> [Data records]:
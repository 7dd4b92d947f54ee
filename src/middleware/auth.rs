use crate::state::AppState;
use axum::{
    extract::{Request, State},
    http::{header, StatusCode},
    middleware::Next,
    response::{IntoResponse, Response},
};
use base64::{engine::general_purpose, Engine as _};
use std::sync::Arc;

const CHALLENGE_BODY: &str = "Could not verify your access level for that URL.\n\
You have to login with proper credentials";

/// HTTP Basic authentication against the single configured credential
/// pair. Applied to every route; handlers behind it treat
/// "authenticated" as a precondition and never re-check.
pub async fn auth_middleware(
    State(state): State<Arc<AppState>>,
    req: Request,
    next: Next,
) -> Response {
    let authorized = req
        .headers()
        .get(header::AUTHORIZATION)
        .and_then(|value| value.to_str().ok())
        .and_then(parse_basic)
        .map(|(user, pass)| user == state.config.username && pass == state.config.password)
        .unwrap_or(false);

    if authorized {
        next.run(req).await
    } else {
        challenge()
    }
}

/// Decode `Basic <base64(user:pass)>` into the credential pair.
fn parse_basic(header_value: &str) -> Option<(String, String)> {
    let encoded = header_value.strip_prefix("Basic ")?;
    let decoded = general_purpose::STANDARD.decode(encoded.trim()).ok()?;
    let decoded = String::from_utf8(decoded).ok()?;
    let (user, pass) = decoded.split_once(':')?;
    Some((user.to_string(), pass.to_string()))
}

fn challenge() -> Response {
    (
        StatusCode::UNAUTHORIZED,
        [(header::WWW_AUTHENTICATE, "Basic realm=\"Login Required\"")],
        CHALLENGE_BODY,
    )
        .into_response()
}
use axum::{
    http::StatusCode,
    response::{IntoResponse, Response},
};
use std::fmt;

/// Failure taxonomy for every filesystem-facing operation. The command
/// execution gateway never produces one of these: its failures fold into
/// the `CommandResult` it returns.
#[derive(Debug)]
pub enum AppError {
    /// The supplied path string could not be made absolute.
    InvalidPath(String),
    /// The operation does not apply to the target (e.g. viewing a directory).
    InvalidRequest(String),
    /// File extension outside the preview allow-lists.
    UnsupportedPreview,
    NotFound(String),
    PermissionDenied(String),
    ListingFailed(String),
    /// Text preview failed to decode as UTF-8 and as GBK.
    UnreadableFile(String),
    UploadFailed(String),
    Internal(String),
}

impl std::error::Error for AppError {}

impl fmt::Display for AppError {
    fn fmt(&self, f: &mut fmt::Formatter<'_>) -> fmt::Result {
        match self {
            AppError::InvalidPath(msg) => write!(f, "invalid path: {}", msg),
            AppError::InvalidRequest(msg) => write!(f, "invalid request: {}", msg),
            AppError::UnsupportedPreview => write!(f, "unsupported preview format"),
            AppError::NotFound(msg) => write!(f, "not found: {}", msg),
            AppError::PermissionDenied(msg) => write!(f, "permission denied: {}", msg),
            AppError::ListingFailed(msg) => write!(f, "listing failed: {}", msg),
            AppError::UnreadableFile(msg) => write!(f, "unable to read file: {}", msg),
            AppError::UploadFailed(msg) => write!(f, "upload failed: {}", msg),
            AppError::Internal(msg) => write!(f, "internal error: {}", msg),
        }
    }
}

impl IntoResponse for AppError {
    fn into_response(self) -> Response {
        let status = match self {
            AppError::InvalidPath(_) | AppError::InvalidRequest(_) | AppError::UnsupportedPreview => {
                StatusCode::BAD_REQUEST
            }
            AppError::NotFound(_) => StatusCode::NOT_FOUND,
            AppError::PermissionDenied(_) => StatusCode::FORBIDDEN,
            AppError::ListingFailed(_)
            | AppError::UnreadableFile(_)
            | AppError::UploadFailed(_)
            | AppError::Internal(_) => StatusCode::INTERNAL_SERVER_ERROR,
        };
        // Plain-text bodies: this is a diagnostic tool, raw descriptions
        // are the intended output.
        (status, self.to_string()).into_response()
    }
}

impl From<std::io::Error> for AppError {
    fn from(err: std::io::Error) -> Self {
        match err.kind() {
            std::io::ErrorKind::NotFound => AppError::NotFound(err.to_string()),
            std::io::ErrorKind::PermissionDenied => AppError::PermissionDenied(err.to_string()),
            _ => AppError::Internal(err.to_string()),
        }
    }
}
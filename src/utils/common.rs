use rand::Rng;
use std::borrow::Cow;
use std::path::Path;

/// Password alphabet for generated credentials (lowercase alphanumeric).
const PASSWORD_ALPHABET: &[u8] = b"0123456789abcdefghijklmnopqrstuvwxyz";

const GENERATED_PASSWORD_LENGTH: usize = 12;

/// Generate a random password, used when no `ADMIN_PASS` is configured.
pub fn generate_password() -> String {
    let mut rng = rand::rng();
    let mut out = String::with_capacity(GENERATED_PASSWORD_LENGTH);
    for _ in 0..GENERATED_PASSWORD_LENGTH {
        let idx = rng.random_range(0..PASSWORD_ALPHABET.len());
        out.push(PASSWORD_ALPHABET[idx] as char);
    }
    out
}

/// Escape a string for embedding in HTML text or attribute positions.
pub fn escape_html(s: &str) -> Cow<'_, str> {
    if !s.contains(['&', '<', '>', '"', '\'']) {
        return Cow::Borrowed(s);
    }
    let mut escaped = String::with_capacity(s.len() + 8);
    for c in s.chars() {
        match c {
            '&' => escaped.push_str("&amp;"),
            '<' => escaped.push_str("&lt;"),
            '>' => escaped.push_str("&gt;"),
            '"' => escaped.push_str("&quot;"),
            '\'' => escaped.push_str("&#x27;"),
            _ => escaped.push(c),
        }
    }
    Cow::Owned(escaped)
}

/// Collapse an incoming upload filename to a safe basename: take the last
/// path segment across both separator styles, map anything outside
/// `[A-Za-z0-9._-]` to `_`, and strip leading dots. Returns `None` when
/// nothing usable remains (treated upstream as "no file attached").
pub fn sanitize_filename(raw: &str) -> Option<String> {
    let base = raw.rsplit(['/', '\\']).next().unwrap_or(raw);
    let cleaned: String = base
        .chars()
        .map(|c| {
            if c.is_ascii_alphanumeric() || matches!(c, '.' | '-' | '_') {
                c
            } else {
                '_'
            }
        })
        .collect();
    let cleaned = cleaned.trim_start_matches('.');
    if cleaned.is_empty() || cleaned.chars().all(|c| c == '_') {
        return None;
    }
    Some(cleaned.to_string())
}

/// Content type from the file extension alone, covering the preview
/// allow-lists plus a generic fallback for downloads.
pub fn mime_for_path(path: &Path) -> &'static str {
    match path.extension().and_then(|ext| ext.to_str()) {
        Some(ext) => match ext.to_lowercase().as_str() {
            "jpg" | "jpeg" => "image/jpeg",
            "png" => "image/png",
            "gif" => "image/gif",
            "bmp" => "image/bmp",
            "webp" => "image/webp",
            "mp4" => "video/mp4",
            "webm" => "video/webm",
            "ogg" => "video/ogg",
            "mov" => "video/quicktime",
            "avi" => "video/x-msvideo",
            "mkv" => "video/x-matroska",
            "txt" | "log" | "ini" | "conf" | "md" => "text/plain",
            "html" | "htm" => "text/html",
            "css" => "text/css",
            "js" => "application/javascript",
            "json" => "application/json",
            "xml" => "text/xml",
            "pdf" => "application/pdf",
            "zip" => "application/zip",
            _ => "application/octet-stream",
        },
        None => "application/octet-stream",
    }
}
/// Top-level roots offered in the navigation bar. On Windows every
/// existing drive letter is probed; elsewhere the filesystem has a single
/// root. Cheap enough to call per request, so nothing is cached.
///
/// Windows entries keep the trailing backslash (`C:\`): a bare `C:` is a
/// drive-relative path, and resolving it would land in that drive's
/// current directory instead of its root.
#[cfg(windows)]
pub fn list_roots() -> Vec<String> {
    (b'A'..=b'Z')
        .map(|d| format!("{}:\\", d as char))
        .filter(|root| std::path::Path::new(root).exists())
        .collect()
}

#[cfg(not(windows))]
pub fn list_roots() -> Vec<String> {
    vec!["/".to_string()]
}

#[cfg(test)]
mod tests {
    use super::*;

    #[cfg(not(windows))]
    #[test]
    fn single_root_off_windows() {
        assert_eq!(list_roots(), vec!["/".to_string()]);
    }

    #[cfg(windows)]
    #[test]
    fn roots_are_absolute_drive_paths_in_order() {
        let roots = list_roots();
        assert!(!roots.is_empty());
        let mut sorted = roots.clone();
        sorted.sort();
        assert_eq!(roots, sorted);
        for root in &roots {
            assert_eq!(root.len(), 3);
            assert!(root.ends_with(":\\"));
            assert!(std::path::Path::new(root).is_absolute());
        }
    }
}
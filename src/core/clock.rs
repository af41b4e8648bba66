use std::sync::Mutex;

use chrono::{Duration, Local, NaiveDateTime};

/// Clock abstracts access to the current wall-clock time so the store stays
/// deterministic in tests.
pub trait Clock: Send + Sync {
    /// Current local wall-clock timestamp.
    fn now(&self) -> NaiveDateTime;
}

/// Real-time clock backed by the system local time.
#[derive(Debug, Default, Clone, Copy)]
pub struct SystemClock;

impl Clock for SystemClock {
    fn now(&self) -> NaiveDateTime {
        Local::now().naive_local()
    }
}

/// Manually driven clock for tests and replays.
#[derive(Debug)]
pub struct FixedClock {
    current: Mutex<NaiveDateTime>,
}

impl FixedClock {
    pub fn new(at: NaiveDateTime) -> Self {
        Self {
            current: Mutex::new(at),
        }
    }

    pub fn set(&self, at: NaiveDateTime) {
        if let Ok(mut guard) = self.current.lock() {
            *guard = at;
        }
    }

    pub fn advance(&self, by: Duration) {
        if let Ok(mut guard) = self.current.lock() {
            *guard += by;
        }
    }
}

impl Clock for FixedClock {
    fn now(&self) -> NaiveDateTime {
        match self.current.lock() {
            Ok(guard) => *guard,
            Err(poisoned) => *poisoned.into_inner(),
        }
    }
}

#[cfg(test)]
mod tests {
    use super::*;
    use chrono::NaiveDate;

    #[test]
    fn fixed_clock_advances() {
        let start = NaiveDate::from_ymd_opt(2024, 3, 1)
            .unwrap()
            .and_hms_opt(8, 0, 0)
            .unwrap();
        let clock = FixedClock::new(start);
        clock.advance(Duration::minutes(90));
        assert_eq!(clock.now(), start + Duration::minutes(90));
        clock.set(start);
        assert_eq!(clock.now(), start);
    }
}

* * *

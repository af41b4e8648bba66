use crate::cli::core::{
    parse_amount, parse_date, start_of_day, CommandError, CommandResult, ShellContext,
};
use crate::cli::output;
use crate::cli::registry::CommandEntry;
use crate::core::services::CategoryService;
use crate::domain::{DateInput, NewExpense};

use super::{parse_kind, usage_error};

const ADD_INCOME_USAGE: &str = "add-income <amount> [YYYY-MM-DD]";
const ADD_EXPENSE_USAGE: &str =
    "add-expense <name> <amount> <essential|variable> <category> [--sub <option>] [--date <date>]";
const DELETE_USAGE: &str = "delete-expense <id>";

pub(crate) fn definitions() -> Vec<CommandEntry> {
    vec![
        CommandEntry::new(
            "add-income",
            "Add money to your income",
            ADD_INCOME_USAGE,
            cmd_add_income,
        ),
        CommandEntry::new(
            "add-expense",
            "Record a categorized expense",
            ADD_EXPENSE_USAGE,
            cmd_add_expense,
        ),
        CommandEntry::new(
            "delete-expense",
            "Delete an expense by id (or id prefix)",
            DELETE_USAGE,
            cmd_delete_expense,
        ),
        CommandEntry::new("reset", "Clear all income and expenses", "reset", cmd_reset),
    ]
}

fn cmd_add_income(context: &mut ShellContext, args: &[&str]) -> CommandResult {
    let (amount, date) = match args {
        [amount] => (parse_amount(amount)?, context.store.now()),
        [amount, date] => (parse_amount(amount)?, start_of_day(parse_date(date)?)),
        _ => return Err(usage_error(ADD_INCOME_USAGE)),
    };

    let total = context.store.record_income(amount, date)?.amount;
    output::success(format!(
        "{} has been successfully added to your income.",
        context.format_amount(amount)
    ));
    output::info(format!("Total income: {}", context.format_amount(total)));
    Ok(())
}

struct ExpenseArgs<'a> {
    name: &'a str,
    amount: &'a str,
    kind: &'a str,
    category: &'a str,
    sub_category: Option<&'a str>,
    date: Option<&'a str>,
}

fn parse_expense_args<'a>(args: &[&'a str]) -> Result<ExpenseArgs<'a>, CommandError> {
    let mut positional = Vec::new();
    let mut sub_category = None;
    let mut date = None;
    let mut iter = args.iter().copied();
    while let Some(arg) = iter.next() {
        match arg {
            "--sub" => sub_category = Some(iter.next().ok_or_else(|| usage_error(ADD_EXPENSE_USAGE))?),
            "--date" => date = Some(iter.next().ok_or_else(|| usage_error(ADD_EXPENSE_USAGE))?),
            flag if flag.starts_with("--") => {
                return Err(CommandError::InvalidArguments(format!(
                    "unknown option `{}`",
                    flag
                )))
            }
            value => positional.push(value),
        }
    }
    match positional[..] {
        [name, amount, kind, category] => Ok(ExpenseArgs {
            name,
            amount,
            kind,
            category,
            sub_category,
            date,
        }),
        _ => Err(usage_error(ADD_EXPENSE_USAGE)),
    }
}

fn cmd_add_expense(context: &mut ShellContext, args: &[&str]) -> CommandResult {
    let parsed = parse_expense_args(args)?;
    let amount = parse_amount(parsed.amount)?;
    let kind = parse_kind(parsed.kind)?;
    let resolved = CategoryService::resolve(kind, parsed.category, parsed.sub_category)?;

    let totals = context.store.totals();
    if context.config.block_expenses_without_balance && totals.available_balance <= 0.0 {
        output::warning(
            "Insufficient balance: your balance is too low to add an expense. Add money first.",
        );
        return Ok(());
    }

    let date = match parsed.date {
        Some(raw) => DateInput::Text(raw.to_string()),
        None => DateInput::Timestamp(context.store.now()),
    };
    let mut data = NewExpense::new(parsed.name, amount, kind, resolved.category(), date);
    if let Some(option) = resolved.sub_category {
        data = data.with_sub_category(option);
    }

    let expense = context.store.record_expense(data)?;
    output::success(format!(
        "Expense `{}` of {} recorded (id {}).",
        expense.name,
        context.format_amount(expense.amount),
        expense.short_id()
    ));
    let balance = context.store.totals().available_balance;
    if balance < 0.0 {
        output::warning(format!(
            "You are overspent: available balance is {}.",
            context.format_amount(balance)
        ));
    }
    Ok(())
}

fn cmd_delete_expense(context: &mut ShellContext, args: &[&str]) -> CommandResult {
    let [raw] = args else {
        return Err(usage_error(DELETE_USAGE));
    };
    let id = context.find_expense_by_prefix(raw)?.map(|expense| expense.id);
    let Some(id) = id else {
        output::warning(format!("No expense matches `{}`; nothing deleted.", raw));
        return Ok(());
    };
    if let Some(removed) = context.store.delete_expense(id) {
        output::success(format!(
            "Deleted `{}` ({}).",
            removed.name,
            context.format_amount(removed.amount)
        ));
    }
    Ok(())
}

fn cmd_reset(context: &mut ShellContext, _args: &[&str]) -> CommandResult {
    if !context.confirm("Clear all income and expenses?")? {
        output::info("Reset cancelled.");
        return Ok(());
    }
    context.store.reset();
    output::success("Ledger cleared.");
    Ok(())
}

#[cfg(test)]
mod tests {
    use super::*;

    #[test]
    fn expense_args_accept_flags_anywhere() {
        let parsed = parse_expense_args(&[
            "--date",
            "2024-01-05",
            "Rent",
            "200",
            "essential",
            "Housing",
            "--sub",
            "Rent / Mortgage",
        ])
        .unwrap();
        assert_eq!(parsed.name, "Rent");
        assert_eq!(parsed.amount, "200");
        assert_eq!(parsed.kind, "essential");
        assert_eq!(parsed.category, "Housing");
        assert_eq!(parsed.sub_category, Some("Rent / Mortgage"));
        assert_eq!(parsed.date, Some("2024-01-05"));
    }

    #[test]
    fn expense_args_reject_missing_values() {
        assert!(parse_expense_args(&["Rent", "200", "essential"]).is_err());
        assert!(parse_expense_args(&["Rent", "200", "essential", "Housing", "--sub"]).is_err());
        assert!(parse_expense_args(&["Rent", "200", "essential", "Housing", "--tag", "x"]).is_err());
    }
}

==

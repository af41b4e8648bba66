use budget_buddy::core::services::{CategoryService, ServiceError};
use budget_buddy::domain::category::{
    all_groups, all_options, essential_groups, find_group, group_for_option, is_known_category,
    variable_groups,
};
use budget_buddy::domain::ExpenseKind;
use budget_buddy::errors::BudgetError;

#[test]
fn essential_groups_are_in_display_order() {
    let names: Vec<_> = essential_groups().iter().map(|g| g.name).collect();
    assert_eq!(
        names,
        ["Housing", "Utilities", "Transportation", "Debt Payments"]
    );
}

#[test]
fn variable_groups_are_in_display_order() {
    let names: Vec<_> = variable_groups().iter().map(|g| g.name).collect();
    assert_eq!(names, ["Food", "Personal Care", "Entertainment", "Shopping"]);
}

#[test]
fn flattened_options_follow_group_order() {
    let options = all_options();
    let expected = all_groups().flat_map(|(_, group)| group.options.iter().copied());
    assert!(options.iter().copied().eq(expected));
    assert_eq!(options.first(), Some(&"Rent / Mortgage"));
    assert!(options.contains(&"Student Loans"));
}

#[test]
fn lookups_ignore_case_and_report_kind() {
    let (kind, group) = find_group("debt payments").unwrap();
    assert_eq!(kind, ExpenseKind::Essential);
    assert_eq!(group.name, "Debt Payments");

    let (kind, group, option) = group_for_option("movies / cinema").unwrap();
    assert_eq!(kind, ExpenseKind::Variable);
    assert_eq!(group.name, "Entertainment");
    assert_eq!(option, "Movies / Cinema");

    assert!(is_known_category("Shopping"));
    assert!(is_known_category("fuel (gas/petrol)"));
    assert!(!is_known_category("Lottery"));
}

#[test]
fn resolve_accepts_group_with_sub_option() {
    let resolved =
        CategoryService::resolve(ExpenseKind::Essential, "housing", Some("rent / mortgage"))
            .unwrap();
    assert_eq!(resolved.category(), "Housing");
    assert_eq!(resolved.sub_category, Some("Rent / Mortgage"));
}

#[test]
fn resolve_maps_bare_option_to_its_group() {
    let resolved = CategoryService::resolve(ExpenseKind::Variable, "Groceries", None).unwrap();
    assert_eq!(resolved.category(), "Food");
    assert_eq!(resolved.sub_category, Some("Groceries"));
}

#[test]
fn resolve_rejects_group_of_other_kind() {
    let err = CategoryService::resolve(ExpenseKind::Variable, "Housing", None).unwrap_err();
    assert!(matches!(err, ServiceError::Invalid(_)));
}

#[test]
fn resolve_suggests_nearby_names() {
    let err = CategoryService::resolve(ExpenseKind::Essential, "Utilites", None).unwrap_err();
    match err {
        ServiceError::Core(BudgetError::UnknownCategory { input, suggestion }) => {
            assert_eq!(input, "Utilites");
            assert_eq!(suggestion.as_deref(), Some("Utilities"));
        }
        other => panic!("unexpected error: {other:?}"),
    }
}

> [Work instruction]: Scan the data, and report each line that uses the word "BudgetError".

> [Answer to the exercise]:
use budget_buddy::errors::BudgetError;
        ServiceError::Core(BudgetError::UnknownCategory { input, suggestion }) => {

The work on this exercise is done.